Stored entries
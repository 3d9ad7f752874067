//! Transcript Updates
//!
//! Change notifications pushed from the coordinator to a rendering layer. The
//! coordinator sends exactly one update per applied event, and every update
//! carries a full snapshot of the entry it touched plus the lifecycle state
//! after the event. A surface can therefore render from updates alone, or use
//! them as a cue to re-read `current_entries()`.

use serde::{Deserialize, Serialize};
use uuid::Uuid;

use crate::lifecycle::TurnLifecycleState;
use crate::transcript::TranscriptEntry;

/// Identifier of one submitted turn
#[derive(Clone, Copy, Debug, PartialEq, Eq, Hash, Serialize, Deserialize)]
pub struct TurnId(pub Uuid);

impl TurnId {
    /// Generate a new unique turn ID
    #[must_use]
    pub fn new() -> Self {
        Self(Uuid::new_v4())
    }
}

impl Default for TurnId {
    fn default() -> Self {
        Self::new()
    }
}

impl std::fmt::Display for TurnId {
    fn fmt(&self, f: &mut std::fmt::Formatter<'_>) -> std::fmt::Result {
        write!(f, "{}", self.0)
    }
}

/// Messages from the coordinator to a rendering layer
#[derive(Clone, Debug, PartialEq, Serialize, Deserialize)]
#[serde(tag = "type", rename_all = "snake_case")]
pub enum TranscriptUpdate {
    /// A new entry was pushed onto the transcript
    EntryAppended {
        /// Position of the new entry
        index: usize,
        /// Snapshot of the entry
        entry: TranscriptEntry,
        /// Lifecycle state after the event
        state: TurnLifecycleState,
    },

    /// An existing entry changed in place
    EntryUpdated {
        /// Position of the entry
        index: usize,
        /// Snapshot of the entry after the change
        entry: TranscriptEntry,
        /// Content size before the change
        previous_len: usize,
        /// Lifecycle state after the event
        state: TurnLifecycleState,
    },

    /// Only the lifecycle state changed
    StateChanged {
        /// The new state
        state: TurnLifecycleState,
    },
}

impl TranscriptUpdate {
    /// Lifecycle state after the event
    #[must_use]
    pub fn state(&self) -> TurnLifecycleState {
        match self {
            Self::EntryAppended { state, .. }
            | Self::EntryUpdated { state, .. }
            | Self::StateChanged { state } => *state,
        }
    }

    /// Entry snapshot and its index, if the event touched an entry
    #[must_use]
    pub fn entry(&self) -> Option<(usize, &TranscriptEntry)> {
        match self {
            Self::EntryAppended { index, entry, .. } | Self::EntryUpdated { index, entry, .. } => {
                Some((*index, entry))
            }
            Self::StateChanged { .. } => None,
        }
    }

    /// Whether the transcript grew: a new entry, or an entry whose content
    /// got longer. A surface following the latest output scrolls on these.
    #[must_use]
    pub fn is_growth(&self) -> bool {
        match self {
            Self::EntryAppended { .. } => true,
            Self::EntryUpdated {
                entry,
                previous_len,
                ..
            } => entry.content_len() > *previous_len,
            Self::StateChanged { .. } => false,
        }
    }
}
//! TOML Configuration File Support
//!
//! Configuration loading for the coordinator and the replay driver, backed by a
//! TOML file at `~/.config/uigen/uigen.toml`.
//!
//! # Configuration Priority
//!
//! Configuration values are loaded with the following priority (highest first):
//! 1. CLI arguments (via [`ConfigOverrides`])
//! 2. Environment variables
//! 3. TOML configuration file
//! 4. Default values
//!
//! # XDG Base Directory Compliance
//!
//! - `$XDG_CONFIG_HOME/uigen/uigen.toml` (typically `~/.config/uigen/uigen.toml`)
//!
//! # Example Configuration
//!
//! ```toml
//! [model]
//! name = "claude-haiku"
//! system_prompt_file = "/home/me/.config/uigen/prompt.md"
//!
//! [stream]
//! channel_capacity = 64
//! history_messages = 20
//! ```
//!
//! # Environment Variables
//!
//! | Variable | Overrides |
//! |----------|-----------|
//! | `UIGEN_MODEL` | `model.name` |
//! | `UIGEN_SYSTEM_PROMPT_FILE` | `model.system_prompt_file` |
//! | `UIGEN_CHANNEL_CAPACITY` | `stream.channel_capacity` |
//! | `UIGEN_HISTORY_MESSAGES` | `stream.history_messages` |

use std::path::PathBuf;

use serde::{Deserialize, Serialize};
use thiserror::Error;

use crate::coordinator::CoordinatorConfig;

/// Model used when nothing else is configured
pub const DEFAULT_MODEL: &str = "claude-haiku";

/// Default capacity of the update channel between coordinator and surface
pub const DEFAULT_CHANNEL_CAPACITY: usize = 64;

/// Default number of prior messages sent as context
pub const DEFAULT_HISTORY_MESSAGES: usize = 20;

// =============================================================================
// Error Types
// =============================================================================

/// Errors that can occur when loading configuration
#[derive(Debug, Error)]
pub enum ConfigError {
    /// Failed to read config file
    #[error("Failed to read config file at {path}: {source}")]
    ReadError {
        /// The path that was attempted
        path: PathBuf,
        /// The underlying IO error
        source: std::io::Error,
    },

    /// Failed to parse TOML
    #[error("Failed to parse TOML config: {0}")]
    ParseError(#[from] toml::de::Error),

    /// Invalid configuration value
    #[error("Invalid configuration: {0}")]
    ValidationError(String),
}

// =============================================================================
// Configuration Source Tracking
// =============================================================================

/// Tracks where a configuration value came from
#[derive(Clone, Copy, Debug, PartialEq, Eq, Serialize, Deserialize)]
pub enum ConfigSource {
    /// Value from command-line argument
    Cli,
    /// Value from environment variable
    Env,
    /// Value from TOML configuration file
    File,
    /// Default value
    Default,
}

impl std::fmt::Display for ConfigSource {
    fn fmt(&self, f: &mut std::fmt::Formatter<'_>) -> std::fmt::Result {
        match self {
            Self::Cli => write!(f, "CLI"),
            Self::Env => write!(f, "environment"),
            Self::File => write!(f, "config file"),
            Self::Default => write!(f, "default"),
        }
    }
}

// =============================================================================
// TOML Configuration Structures
// =============================================================================

/// Model section of the TOML configuration
#[derive(Clone, Debug, Default, Serialize, Deserialize)]
#[serde(default)]
pub struct ModelToml {
    /// Model identifier passed to the transport
    pub name: Option<String>,

    /// File holding the system prompt
    pub system_prompt_file: Option<String>,
}

/// Stream section of the TOML configuration
#[derive(Clone, Debug, Default, Serialize, Deserialize)]
#[serde(default)]
pub struct StreamToml {
    /// Capacity of the update channel
    pub channel_capacity: Option<usize>,

    /// Prior messages sent as context (0 = all)
    pub history_messages: Option<usize>,
}

/// Top-level TOML configuration structure
#[derive(Clone, Debug, Default, Serialize, Deserialize)]
#[serde(default)]
pub struct UigenToml {
    /// Model configuration section
    pub model: ModelToml,

    /// Stream configuration section
    pub stream: StreamToml,
}

// =============================================================================
// Main Configuration Struct
// =============================================================================

/// Resolved configuration
///
/// Consolidates all sources and remembers which one won last. Use
/// [`load_config`] to load configuration with proper priority handling.
#[derive(Clone, Debug)]
pub struct UigenConfigFile {
    /// Model identifier
    pub model: String,

    /// File holding the system prompt
    pub system_prompt_file: Option<PathBuf>,

    /// Capacity of the update channel
    pub channel_capacity: usize,

    /// Prior messages sent as context (0 = all)
    pub history_messages: usize,

    /// Path to the config file that was loaded (if any)
    pub config_file_path: Option<PathBuf>,

    /// Source of configuration values
    source: ConfigSource,
}

impl Default for UigenConfigFile {
    fn default() -> Self {
        Self {
            model: DEFAULT_MODEL.to_string(),
            system_prompt_file: None,
            channel_capacity: DEFAULT_CHANNEL_CAPACITY,
            history_messages: DEFAULT_HISTORY_MESSAGES,
            config_file_path: None,
            source: ConfigSource::Default,
        }
    }
}

impl UigenConfigFile {
    /// Create a new configuration with default values
    #[must_use]
    pub fn new() -> Self {
        Self::default()
    }

    /// Get the primary source of this configuration
    #[must_use]
    pub fn source(&self) -> ConfigSource {
        self.source
    }

    /// Check values that would break the coordinator
    ///
    /// # Errors
    ///
    /// Returns [`ConfigError::ValidationError`] for an empty model name or a
    /// zero channel capacity.
    pub fn validate(&self) -> Result<(), ConfigError> {
        if self.model.trim().is_empty() {
            return Err(ConfigError::ValidationError(
                "model name must not be empty".to_string(),
            ));
        }
        if self.channel_capacity == 0 {
            return Err(ConfigError::ValidationError(
                "stream.channel_capacity must be at least 1".to_string(),
            ));
        }
        Ok(())
    }

    /// Coordinator settings, with the system prompt text already read
    #[must_use]
    pub fn coordinator_config(&self, system_prompt: Option<String>) -> CoordinatorConfig {
        CoordinatorConfig {
            model: self.model.clone(),
            system_prompt,
            history_messages: self.history_messages,
        }
    }
}

// =============================================================================
// Configuration Loading
// =============================================================================

/// Get the default configuration file path
///
/// Returns `$XDG_CONFIG_HOME/uigen/uigen.toml` or
/// `~/.config/uigen/uigen.toml` if `XDG_CONFIG_HOME` is not set.
#[must_use]
pub fn default_config_path() -> Option<PathBuf> {
    dirs::config_dir().map(|p| p.join("uigen").join("uigen.toml"))
}

/// Load configuration from all sources with proper priority
///
/// # Errors
///
/// Returns an error if the config file exists but cannot be parsed, or if the
/// resulting values are invalid. A missing config file is not an error.
pub fn load_config() -> Result<UigenConfigFile, ConfigError> {
    load_config_from_path(default_config_path())
}

/// Load configuration from a specific path
///
/// # Arguments
///
/// * `path` - Optional path to the configuration file. If `None`, only defaults
///   and environment variables are used.
///
/// # Errors
///
/// Returns an error if the specified config file cannot be read or parsed, or
/// if the resulting values are invalid.
pub fn load_config_from_path(path: Option<PathBuf>) -> Result<UigenConfigFile, ConfigError> {
    load_config_with_env(path, |key| std::env::var(key).ok())
}

fn load_config_with_env<F>(path: Option<PathBuf>, env: F) -> Result<UigenConfigFile, ConfigError>
where
    F: Fn(&str) -> Option<String>,
{
    let mut config = UigenConfigFile::default();

    if let Some(ref config_path) = path {
        if config_path.exists() {
            let toml_content =
                std::fs::read_to_string(config_path).map_err(|e| ConfigError::ReadError {
                    path: config_path.clone(),
                    source: e,
                })?;

            let toml_config: UigenToml = toml::from_str(&toml_content)?;
            apply_toml_config(&mut config, &toml_config);
            config.config_file_path = Some(config_path.clone());
            config.source = ConfigSource::File;

            tracing::info!(
                path = %config_path.display(),
                "Loaded configuration from file"
            );
        } else {
            tracing::debug!(
                path = %config_path.display(),
                "Config file not found, using defaults"
            );
        }
    }

    apply_env_config(&mut config, env);
    config.validate()?;

    Ok(config)
}

/// Apply TOML configuration values to the config struct
fn apply_toml_config(config: &mut UigenConfigFile, toml: &UigenToml) {
    if let Some(ref name) = toml.model.name {
        config.model.clone_from(name);
    }
    if let Some(ref file) = toml.model.system_prompt_file {
        config.system_prompt_file = Some(PathBuf::from(file));
    }

    if let Some(capacity) = toml.stream.channel_capacity {
        config.channel_capacity = capacity;
    }
    if let Some(history) = toml.stream.history_messages {
        config.history_messages = history;
    }
}

/// Apply environment variable overrides to the config
fn apply_env_config<F>(config: &mut UigenConfigFile, env: F)
where
    F: Fn(&str) -> Option<String>,
{
    if let Some(model) = env("UIGEN_MODEL") {
        config.model = model;
        config.source = ConfigSource::Env;
    }
    if let Some(file) = env("UIGEN_SYSTEM_PROMPT_FILE") {
        config.system_prompt_file = Some(PathBuf::from(file));
        config.source = ConfigSource::Env;
    }
    if let Some(capacity) = env("UIGEN_CHANNEL_CAPACITY") {
        match capacity.parse::<usize>() {
            Ok(n) => {
                config.channel_capacity = n;
                config.source = ConfigSource::Env;
            }
            Err(e) => {
                tracing::warn!(value = %capacity, error = %e, "Ignoring UIGEN_CHANNEL_CAPACITY");
            }
        }
    }
    if let Some(history) = env("UIGEN_HISTORY_MESSAGES") {
        match history.parse::<usize>() {
            Ok(n) => {
                config.history_messages = n;
                config.source = ConfigSource::Env;
            }
            Err(e) => {
                tracing::warn!(value = %history, error = %e, "Ignoring UIGEN_HISTORY_MESSAGES");
            }
        }
    }
}

// =============================================================================
// CLI Override Support
// =============================================================================

/// Builder for applying CLI overrides to configuration
///
/// Use this after [`load_config`] to apply command-line argument overrides.
#[derive(Clone, Debug, Default)]
pub struct ConfigOverrides {
    /// Model override
    pub model: Option<String>,

    /// System prompt file override
    pub system_prompt_file: Option<PathBuf>,

    /// Channel capacity override
    pub channel_capacity: Option<usize>,
}

impl ConfigOverrides {
    /// Create a new empty set of overrides
    #[must_use]
    pub fn new() -> Self {
        Self::default()
    }

    /// Set model override
    #[must_use]
    pub fn with_model(mut self, model: String) -> Self {
        self.model = Some(model);
        self
    }

    /// Set system prompt file override
    #[must_use]
    pub fn with_system_prompt_file(mut self, path: PathBuf) -> Self {
        self.system_prompt_file = Some(path);
        self
    }

    /// Set channel capacity override
    #[must_use]
    pub fn with_channel_capacity(mut self, capacity: usize) -> Self {
        self.channel_capacity = Some(capacity);
        self
    }

    /// Apply overrides to a configuration
    ///
    /// # Errors
    ///
    /// Returns [`ConfigError::ValidationError`] if the overridden values are
    /// invalid.
    pub fn apply(&self, config: &mut UigenConfigFile) -> Result<(), ConfigError> {
        if self.model.is_some()
            || self.system_prompt_file.is_some()
            || self.channel_capacity.is_some()
        {
            config.source = ConfigSource::Cli;
        }

        if let Some(ref model) = self.model {
            config.model.clone_from(model);
        }
        if let Some(ref path) = self.system_prompt_file {
            config.system_prompt_file = Some(path.clone());
        }
        if let Some(capacity) = self.channel_capacity {
            config.channel_capacity = capacity;
        }

        config.validate()
    }
}

// =============================================================================
// Tests
// =============================================================================
//! Tool Invocations
//!
//! One tool call inside a turn, as the transcript sees it. The model streams a
//! call's arguments in fragments, so an invocation's argument object is a
//! growing snapshot: every fragment is folded in as it arrives and the partial
//! state stays renderable the whole time.
//!
//! # Lifecycle
//!
//! ```text
//!   tool_call_delta ──► Pending ──(tool_result)──► Completed
//!         ▲   │                                       │
//!         └───┘ merge fragments                       └─ terminal
//! ```
//!
//! A `Completed` invocation never returns to `Pending`; late fragments and
//! duplicate results for it are ignored.

use serde::{Deserialize, Serialize};
use serde_json::{Map, Value};

use crate::interpreter::{self, OperationDescriptor};

/// Loosely-typed argument payload of a tool call
pub type ToolArgs = Map<String, Value>;

/// Where a tool invocation is in its lifecycle
#[derive(Clone, Copy, Debug, Default, PartialEq, Eq, Serialize, Deserialize)]
#[serde(rename_all = "snake_case")]
pub enum InvocationState {
    /// Arguments or result still arriving
    #[default]
    Pending,
    /// A result has been attached
    Completed,
}

/// A single tool call emitted by the model
#[derive(Clone, Debug, PartialEq, Serialize, Deserialize)]
pub struct ToolInvocation {
    /// Identifier carried by every stream event for this call
    pub call_id: String,
    /// Tool identifier (empty until a fragment names it)
    pub tool_name: String,
    /// Argument snapshot, absent until the first argument fragment
    pub args: Option<ToolArgs>,
    /// Lifecycle state
    pub state: InvocationState,
    /// Opaque result payload, only set once completed
    pub result: Option<Value>,
}

impl ToolInvocation {
    /// Create a pending invocation with no arguments yet
    pub fn new(call_id: impl Into<String>, tool_name: impl Into<String>) -> Self {
        Self {
            call_id: call_id.into(),
            tool_name: tool_name.into(),
            args: None,
            state: InvocationState::Pending,
            result: None,
        }
    }

    /// Builder-style helper that seeds the argument snapshot
    #[must_use]
    pub fn with_args(mut self, args: ToolArgs) -> Self {
        self.args = Some(args);
        self
    }

    /// Whether a result has been attached
    #[must_use]
    pub fn is_completed(&self) -> bool {
        self.state == InvocationState::Completed
    }

    /// Completed with a truthy result
    #[must_use]
    pub fn is_succeeded(&self) -> bool {
        self.is_completed() && self.result.as_ref().is_some_and(is_truthy)
    }

    /// Fill in the tool name if the call does not have one yet.
    ///
    /// Returns true when the name changed.
    pub fn name_if_unnamed(&mut self, tool_name: &str) -> bool {
        if self.is_completed() || !self.tool_name.is_empty() || tool_name.is_empty() {
            return false;
        }
        self.tool_name = tool_name.to_string();
        true
    }

    /// Fold a partial argument object into the current snapshot.
    ///
    /// Keys in `fragment` overwrite matching keys, nested objects merge
    /// recursively, and keys the fragment does not mention are kept. Anything
    /// other than an object is ignored. Returns true when the snapshot was
    /// touched.
    pub fn merge_args(&mut self, fragment: &Value) -> bool {
        if self.is_completed() {
            return false;
        }
        let Value::Object(incoming) = fragment else {
            return false;
        };

        let args = self.args.get_or_insert_with(Map::new);
        merge_objects(args, incoming);
        true
    }

    /// Attach the result and mark the call completed.
    ///
    /// Returns false if the call was already completed; the first result wins.
    pub fn complete(&mut self, result: Value) -> bool {
        if self.is_completed() {
            return false;
        }
        self.result = Some(result);
        self.state = InvocationState::Completed;
        true
    }

    /// Size of the renderable content, used to detect in-place growth
    #[must_use]
    pub fn content_len(&self) -> usize {
        let args_len = self
            .args
            .as_ref()
            .and_then(|args| serde_json::to_string(args).ok())
            .map_or(0, |serialized| serialized.len());
        self.tool_name.len() + args_len + usize::from(self.is_completed())
    }

    /// Interpret this invocation for display
    #[must_use]
    pub fn descriptor(&self) -> OperationDescriptor {
        interpreter::interpret(
            &self.tool_name,
            self.args.as_ref(),
            self.state,
            self.result.as_ref(),
        )
    }
}

fn merge_objects(target: &mut ToolArgs, incoming: &ToolArgs) {
    for (key, value) in incoming {
        match (target.get_mut(key), value) {
            (Some(Value::Object(existing)), Value::Object(nested)) => {
                merge_objects(existing, nested);
            }
            _ => {
                target.insert(key.clone(), value.clone());
            }
        }
    }
}

/// JSON truthiness as a browser would see it
#[must_use]
pub fn is_truthy(value: &Value) -> bool {
    match value {
        Value::Null => false,
        Value::Bool(b) => *b,
        Value::Number(n) => n.as_f64().is_some_and(|f| f != 0.0 && !f.is_nan()),
        Value::String(s) => !s.is_empty(),
        Value::Array(_) | Value::Object(_) => true,
    }
}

_Task prompt_
Copy out the range of lines above starting at the line with "invocation for display" and ending at the line with "fn merge_objects(target: &mut", exactly and including both.

_Task solution_
    /// Interpret this invocation for display
    #[must_use]
    pub fn descriptor(&self) -> OperationDescriptor {
        interpreter::interpret(
            &self.tool_name,
            self.args.as_ref(),
            self.state,
            self.result.as_ref(),
        )
    }
}

fn merge_objects(target: &mut ToolArgs, incoming: &ToolArgs) {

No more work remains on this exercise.